The Peripheral Versus Central Antinociception of a Novel Opioid Agonist: Acute Inflammatory Pain in Rats

2018 
Opioid analgesics devoid of central side effects are unmet medical need in the treatment of acute pain (e.g. post-operative pain). Recently, we have reported on 14-O-methylmorphine-6-O-sulfate (14-O-MeM6SU), a novel opioid agonist of high efficacy producing peripheral antinociception in subchronic inflammatory pain in certain doses. The present study focused on the antinociceptive effect of 14-O-MeM6SU compared to morphine in formalin test of an early/acute (Phase I) and late/tonic (Phase II) pain phases. Subcutaneous 14-O-MeM6SU (253–1012 nmol/kg) and morphine (3884–31075 nmol/kg) dose dependently reduced the pain behaviors of both phases.

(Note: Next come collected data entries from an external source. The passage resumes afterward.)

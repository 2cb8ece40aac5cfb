// src/ingest/config.rs
use anyhow::{anyhow, Context, Result};
use serde::{Deserialize, Serialize};
use std::fs;
use std::path::{Path, PathBuf};
use std::time::Duration;

pub const ENV_PATH: &str = "INGEST_CONFIG_PATH";

/// Upper bound for `bucket_cap` and `items_per_request`.
pub const MAX_PER_CATEGORY: usize = 5;

/// How a cycle combines fresh items with the previously published feed.
#[derive(Debug, Clone, Copy, PartialEq, Eq, Default, Serialize, Deserialize)]
#[serde(rename_all = "lowercase")]
pub enum RefreshMode {
    /// Fresh ++ previous, deduplicated; fresh wins ties.
    #[default]
    Merge,
    /// Fresh only.
    Clean,
}

#[derive(Debug, Clone, PartialEq, Eq, Serialize, Deserialize)]
#[serde(default)]
pub struct IngestConfig {
    /// Max items per category after dedup, at most [`MAX_PER_CATEGORY`].
    pub bucket_cap: usize,
    /// Shuffle the final feed (after capping).
    pub shuffle: bool,
    pub mode: RefreshMode,
    /// Background refresh period. Default: once per 24 hours.
    pub refresh_interval_secs: u64,
    /// Per-branch timeout for one category request.
    pub request_timeout_secs: u64,
    /// How many items the briefing prompt sees.
    pub briefing_sample: usize,
    /// How many items the market report prompt sees.
    pub report_sample: usize,
    /// How many items each category request asks for, at most [`MAX_PER_CATEGORY`].
    pub items_per_request: usize,
}

impl Default for IngestConfig {
    fn default() -> Self {
        Self {
            bucket_cap: MAX_PER_CATEGORY,
            shuffle: true,
            mode: RefreshMode::Merge,
            refresh_interval_secs: 24 * 3600,
            request_timeout_secs: 45,
            briefing_sample: 10,
            report_sample: 20,
            items_per_request: MAX_PER_CATEGORY,
        }
    }
}

impl IngestConfig {
    pub fn request_timeout(&self) -> Duration {
        Duration::from_secs(self.request_timeout_secs)
    }

    pub fn refresh_interval(&self) -> Duration {
        Duration::from_secs(self.refresh_interval_secs)
    }

    /// Replace zero values with defaults; per-category counts are clamped
    /// to `1..=MAX_PER_CATEGORY`.
    fn sanitized(mut self) -> Self {
        let d = Self::default();
        if self.bucket_cap == 0 {
            self.bucket_cap = d.bucket_cap;
        }
        self.bucket_cap = self.bucket_cap.min(MAX_PER_CATEGORY);
        if self.refresh_interval_secs == 0 {
            self.refresh_interval_secs = d.refresh_interval_secs;
        }
        if self.request_timeout_secs == 0 {
            self.request_timeout_secs = d.request_timeout_secs;
        }
        if self.items_per_request == 0 {
            self.items_per_request = d.items_per_request;
        }
        self.items_per_request = self.items_per_request.min(MAX_PER_CATEGORY);
        self
    }
}

/// Load from an explicit path. Supports TOML or JSON formats.
pub fn load_ingest_config_from(path: &Path) -> Result<IngestConfig> {
    let content = fs::read_to_string(path)
        .with_context(|| format!("reading ingest config from {}", path.display()))?;
    let ext = path
        .extension()
        .and_then(|s| s.to_str())
        .unwrap_or_default()
        .to_ascii_lowercase();
    parse_ingest_config(&content, ext.as_str())
}

/// Load using env var + fallbacks:
/// 1) $INGEST_CONFIG_PATH
/// 2) config/ingest.toml
/// 3) config/ingest.json
/// 4) defaults
pub fn load_ingest_config_default() -> Result<IngestConfig> {
    if let Ok(p) = std::env::var(ENV_PATH) {
        let pb = PathBuf::from(p);
        if pb.exists() {
            return load_ingest_config_from(&pb);
        } else {
            return Err(anyhow!("INGEST_CONFIG_PATH points to non-existent path"));
        }
    }
    let toml_p = PathBuf::from("config/ingest.toml");
    if toml_p.exists() {
        return load_ingest_config_from(&toml_p);
    }
    let json_p = PathBuf::from("config/ingest.json");
    if json_p.exists() {
        return load_ingest_config_from(&json_p);
    }
    Ok(IngestConfig::default())
}

fn parse_ingest_config(s: &str, hint_ext: &str) -> Result<IngestConfig> {
    let looks_json = hint_ext == "json" || s.trim_start().starts_with('{');
    let cfg: IngestConfig = if looks_json {
        serde_json::from_str(s).context("parsing ingest config as JSON")?
    } else {
        toml::from_str(s).context("parsing ingest config as TOML")?
    };
    Ok(cfg.sanitized())
}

Co-administered naloxone methiodide (NAL-M), a peripherally acting opioid antagonist, abolished the antinociceptive effect of 506 nmol/kg 14-O-MeM6SU. On the other hand, the effects of 14-O-MeM6SU (1012 nmol/kg) and morphine (15538 nmol/kg) were only partially affected by NAL-M, indicating the contribution of CNS to antinociception. Locally injected test compounds into formalin treated paws caused antinociception in both phases. Locally effective doses of test compounds were also injected into contralateral paws. Morphine showed effects in both phases, 14-O-MeM6SU in certain doses failed to produce antinociception in either phase. A NAL-M reversible systemic dose of 14-O-MeM6SU and the lowest systemic effective dose of morphine were evaluated for their sedative effects following isoflurane-induced sleeping (righting reflex). In contrast to morphine, 14-O-MeM6SU in certain antinociceptive doses showed no impact on sleeping time. These data highlight that high efficacy opioids of limited CNS penetration in certain doses mitigate somatic and inflammatory pain by targeting MOR at the periphery.